[Stored data entries]
▶

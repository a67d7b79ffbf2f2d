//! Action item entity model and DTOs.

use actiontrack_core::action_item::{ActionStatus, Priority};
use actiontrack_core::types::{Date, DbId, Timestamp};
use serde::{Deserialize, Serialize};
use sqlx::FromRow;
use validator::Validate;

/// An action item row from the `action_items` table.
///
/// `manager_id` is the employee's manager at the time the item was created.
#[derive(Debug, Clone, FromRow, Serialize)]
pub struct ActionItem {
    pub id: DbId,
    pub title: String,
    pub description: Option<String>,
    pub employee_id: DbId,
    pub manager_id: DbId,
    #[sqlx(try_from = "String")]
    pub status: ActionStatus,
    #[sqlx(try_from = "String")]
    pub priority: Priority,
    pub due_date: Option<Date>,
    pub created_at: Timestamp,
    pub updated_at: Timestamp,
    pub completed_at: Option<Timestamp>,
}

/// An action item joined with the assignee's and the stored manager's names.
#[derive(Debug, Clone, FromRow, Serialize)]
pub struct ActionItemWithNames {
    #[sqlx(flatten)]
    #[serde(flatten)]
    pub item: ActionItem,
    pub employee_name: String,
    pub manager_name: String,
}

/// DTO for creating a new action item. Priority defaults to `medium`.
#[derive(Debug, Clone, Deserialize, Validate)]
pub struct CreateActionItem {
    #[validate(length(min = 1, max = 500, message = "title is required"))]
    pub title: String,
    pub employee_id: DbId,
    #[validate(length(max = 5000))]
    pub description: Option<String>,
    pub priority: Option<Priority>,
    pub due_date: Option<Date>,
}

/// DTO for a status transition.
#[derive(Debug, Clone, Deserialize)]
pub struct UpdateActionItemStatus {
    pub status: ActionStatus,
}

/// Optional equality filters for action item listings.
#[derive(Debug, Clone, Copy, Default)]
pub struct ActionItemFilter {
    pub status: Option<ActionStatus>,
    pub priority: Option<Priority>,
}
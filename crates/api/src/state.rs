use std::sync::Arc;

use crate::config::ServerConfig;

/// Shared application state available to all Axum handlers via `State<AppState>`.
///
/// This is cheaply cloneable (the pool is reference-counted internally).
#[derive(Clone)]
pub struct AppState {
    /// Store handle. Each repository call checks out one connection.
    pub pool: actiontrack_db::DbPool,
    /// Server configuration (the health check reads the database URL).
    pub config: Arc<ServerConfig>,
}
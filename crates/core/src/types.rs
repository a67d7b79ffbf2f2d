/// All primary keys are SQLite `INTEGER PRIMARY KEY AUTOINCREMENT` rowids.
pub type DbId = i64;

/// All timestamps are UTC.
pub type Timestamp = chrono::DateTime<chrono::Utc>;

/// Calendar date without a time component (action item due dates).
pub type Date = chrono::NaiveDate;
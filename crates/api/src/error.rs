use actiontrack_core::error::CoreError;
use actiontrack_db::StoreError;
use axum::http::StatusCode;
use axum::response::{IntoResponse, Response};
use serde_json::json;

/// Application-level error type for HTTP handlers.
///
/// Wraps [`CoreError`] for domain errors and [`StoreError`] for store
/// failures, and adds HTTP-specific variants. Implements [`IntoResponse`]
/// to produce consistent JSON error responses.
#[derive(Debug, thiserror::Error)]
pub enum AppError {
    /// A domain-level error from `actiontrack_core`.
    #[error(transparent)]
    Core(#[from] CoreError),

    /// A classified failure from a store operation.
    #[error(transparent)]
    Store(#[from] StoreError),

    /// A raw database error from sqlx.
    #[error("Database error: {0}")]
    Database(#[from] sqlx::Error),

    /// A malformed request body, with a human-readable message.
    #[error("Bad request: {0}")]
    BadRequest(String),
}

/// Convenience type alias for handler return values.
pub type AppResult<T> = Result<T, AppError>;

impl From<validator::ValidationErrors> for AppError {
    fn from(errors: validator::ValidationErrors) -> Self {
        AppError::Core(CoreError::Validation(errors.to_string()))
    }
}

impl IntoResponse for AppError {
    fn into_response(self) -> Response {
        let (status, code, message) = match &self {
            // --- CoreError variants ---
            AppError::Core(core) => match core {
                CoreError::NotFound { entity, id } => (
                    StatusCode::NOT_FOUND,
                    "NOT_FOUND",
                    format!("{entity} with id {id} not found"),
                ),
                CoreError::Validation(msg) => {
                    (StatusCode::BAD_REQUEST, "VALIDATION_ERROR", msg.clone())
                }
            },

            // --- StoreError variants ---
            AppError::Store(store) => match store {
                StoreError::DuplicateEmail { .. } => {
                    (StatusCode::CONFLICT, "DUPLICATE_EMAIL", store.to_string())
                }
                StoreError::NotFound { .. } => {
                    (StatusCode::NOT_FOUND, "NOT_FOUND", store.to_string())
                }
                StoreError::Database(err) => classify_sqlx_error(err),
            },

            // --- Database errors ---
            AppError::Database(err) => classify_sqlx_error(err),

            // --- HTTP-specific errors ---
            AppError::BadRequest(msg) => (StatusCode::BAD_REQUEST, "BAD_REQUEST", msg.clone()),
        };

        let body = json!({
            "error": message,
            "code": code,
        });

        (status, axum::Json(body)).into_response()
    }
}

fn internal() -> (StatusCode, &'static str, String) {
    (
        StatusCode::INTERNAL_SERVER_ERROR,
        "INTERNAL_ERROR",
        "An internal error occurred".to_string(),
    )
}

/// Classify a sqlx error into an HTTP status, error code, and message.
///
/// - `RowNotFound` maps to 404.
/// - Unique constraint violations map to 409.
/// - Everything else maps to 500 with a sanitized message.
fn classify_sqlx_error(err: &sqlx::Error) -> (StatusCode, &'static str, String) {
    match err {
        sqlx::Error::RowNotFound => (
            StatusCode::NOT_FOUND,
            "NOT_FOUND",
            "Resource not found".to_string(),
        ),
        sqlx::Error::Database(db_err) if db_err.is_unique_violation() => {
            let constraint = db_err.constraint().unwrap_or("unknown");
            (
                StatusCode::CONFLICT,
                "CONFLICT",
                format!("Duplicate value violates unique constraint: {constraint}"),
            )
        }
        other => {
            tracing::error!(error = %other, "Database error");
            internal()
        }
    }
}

◀
▶

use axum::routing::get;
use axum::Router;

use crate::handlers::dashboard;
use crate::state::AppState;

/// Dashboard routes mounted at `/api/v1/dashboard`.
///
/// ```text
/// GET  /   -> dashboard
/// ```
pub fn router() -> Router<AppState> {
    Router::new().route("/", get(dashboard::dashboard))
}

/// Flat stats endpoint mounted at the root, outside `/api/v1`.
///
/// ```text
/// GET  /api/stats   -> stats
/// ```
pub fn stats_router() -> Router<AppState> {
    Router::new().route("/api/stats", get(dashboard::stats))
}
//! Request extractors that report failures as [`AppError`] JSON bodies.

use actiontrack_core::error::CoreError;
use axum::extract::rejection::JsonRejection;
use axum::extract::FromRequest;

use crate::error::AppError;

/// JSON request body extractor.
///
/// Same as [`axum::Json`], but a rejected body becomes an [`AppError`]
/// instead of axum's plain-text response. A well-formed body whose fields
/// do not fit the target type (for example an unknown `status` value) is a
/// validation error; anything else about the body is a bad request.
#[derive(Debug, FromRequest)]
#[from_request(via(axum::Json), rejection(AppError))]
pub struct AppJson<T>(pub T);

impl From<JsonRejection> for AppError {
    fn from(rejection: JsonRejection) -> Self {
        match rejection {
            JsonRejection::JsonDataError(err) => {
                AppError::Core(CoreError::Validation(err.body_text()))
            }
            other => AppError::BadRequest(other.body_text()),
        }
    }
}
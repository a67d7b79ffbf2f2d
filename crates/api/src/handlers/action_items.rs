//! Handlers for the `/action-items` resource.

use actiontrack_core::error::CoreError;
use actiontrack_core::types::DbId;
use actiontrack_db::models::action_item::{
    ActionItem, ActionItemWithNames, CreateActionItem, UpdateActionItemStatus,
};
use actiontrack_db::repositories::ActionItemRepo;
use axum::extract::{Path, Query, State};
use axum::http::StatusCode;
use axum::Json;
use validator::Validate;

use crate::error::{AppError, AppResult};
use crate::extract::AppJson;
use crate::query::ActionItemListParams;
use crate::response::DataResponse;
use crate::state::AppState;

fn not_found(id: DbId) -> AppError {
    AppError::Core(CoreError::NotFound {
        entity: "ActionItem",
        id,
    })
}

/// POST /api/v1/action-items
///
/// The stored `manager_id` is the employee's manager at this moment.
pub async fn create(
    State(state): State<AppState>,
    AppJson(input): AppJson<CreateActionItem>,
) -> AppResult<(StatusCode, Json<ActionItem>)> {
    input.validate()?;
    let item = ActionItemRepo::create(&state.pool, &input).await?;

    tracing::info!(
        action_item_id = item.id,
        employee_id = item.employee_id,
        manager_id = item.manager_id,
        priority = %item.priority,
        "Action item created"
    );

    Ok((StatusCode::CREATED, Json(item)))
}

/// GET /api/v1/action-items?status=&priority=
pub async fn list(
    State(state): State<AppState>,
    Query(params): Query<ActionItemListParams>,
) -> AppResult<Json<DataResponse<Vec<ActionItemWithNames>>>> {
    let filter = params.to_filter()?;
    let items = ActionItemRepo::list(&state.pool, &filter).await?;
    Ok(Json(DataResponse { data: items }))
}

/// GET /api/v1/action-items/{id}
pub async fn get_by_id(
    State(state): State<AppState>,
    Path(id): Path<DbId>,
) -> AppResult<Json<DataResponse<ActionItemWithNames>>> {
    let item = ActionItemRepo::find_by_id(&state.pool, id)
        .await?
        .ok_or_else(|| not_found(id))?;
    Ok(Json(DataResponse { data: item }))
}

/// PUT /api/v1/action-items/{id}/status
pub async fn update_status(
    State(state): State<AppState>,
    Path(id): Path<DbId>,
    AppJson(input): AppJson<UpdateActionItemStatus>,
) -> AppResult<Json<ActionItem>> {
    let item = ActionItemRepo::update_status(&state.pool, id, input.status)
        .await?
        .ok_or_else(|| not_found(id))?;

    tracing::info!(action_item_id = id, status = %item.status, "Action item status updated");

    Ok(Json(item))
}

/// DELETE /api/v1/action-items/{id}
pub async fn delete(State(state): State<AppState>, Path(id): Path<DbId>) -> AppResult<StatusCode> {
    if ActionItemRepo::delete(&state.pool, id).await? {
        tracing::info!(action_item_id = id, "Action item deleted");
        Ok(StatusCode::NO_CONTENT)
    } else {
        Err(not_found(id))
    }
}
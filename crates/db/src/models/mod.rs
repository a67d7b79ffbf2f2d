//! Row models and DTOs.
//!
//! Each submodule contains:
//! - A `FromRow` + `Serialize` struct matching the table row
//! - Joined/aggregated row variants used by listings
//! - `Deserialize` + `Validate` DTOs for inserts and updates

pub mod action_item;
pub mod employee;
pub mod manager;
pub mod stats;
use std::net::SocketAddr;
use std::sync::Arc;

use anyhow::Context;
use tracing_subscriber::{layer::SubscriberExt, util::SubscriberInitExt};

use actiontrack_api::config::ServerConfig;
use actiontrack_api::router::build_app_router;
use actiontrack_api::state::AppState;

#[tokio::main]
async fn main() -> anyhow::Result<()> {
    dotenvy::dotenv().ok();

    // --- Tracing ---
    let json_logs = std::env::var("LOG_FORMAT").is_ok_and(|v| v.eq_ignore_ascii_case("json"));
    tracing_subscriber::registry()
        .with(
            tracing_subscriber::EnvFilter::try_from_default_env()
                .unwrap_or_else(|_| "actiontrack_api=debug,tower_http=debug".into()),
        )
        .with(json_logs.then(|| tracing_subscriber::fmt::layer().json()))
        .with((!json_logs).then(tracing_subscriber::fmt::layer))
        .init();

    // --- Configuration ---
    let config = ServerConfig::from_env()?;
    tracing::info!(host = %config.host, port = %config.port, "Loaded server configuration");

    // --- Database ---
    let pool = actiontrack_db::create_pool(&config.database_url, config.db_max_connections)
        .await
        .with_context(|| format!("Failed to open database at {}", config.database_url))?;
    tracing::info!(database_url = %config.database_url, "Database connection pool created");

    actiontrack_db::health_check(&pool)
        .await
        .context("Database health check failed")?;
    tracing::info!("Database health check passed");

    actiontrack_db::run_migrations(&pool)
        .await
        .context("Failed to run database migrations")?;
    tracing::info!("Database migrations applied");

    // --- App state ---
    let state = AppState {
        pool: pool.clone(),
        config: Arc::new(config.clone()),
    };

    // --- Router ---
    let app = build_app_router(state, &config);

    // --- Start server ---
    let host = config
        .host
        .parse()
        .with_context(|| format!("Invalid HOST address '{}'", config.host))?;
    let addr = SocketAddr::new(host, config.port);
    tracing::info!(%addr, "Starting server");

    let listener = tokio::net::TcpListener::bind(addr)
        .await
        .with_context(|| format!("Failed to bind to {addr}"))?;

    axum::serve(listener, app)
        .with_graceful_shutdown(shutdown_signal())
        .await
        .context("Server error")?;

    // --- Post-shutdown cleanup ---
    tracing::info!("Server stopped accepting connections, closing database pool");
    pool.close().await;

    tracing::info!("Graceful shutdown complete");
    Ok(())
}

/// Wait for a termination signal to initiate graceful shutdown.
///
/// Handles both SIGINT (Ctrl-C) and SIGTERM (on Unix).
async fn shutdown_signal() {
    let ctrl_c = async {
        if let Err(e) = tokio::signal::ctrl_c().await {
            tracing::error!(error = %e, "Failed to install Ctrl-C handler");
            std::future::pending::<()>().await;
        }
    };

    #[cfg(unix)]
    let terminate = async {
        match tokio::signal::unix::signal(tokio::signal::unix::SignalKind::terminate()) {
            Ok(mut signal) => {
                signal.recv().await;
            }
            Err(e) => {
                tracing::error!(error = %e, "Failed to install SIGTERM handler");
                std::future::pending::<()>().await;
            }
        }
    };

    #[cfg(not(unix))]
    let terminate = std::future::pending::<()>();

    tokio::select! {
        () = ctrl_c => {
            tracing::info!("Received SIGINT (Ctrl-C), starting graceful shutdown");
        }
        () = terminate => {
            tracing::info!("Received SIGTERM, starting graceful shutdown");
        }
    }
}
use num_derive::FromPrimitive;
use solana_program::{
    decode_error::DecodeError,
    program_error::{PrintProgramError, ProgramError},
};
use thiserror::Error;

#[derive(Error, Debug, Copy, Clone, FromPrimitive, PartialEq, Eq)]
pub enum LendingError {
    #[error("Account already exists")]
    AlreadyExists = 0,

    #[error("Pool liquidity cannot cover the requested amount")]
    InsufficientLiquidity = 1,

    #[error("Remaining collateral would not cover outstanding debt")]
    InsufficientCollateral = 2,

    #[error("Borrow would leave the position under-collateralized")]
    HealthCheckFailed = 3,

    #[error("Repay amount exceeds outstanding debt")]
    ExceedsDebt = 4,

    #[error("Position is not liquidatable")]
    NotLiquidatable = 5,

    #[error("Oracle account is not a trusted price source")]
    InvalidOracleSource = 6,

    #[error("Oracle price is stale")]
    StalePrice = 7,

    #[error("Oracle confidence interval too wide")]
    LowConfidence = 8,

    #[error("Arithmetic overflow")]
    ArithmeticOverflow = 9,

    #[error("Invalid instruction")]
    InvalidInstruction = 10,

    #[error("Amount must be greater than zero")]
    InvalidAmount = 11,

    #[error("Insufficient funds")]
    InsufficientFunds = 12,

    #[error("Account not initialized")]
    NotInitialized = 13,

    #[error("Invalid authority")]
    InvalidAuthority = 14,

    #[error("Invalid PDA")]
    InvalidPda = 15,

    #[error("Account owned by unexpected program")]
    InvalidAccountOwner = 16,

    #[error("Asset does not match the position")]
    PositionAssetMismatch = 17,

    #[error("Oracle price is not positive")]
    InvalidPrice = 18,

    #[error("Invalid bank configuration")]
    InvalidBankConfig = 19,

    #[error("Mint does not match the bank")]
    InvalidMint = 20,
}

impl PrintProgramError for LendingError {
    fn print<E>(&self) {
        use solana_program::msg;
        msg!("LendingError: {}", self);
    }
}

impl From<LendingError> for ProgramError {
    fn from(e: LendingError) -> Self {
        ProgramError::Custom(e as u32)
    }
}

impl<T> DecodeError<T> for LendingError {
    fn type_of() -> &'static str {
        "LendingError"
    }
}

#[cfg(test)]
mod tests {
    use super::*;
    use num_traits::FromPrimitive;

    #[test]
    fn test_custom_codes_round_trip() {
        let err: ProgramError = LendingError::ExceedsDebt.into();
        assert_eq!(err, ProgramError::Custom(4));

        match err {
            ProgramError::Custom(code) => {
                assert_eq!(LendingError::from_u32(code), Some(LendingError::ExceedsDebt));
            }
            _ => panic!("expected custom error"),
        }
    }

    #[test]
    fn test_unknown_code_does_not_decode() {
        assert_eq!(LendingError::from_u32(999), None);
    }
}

◀

Report every line of the data in which "listener" appears.

(Response box):
    let listener = tokio::net::TcpListener::bind(addr)
    axum::serve(listener, app)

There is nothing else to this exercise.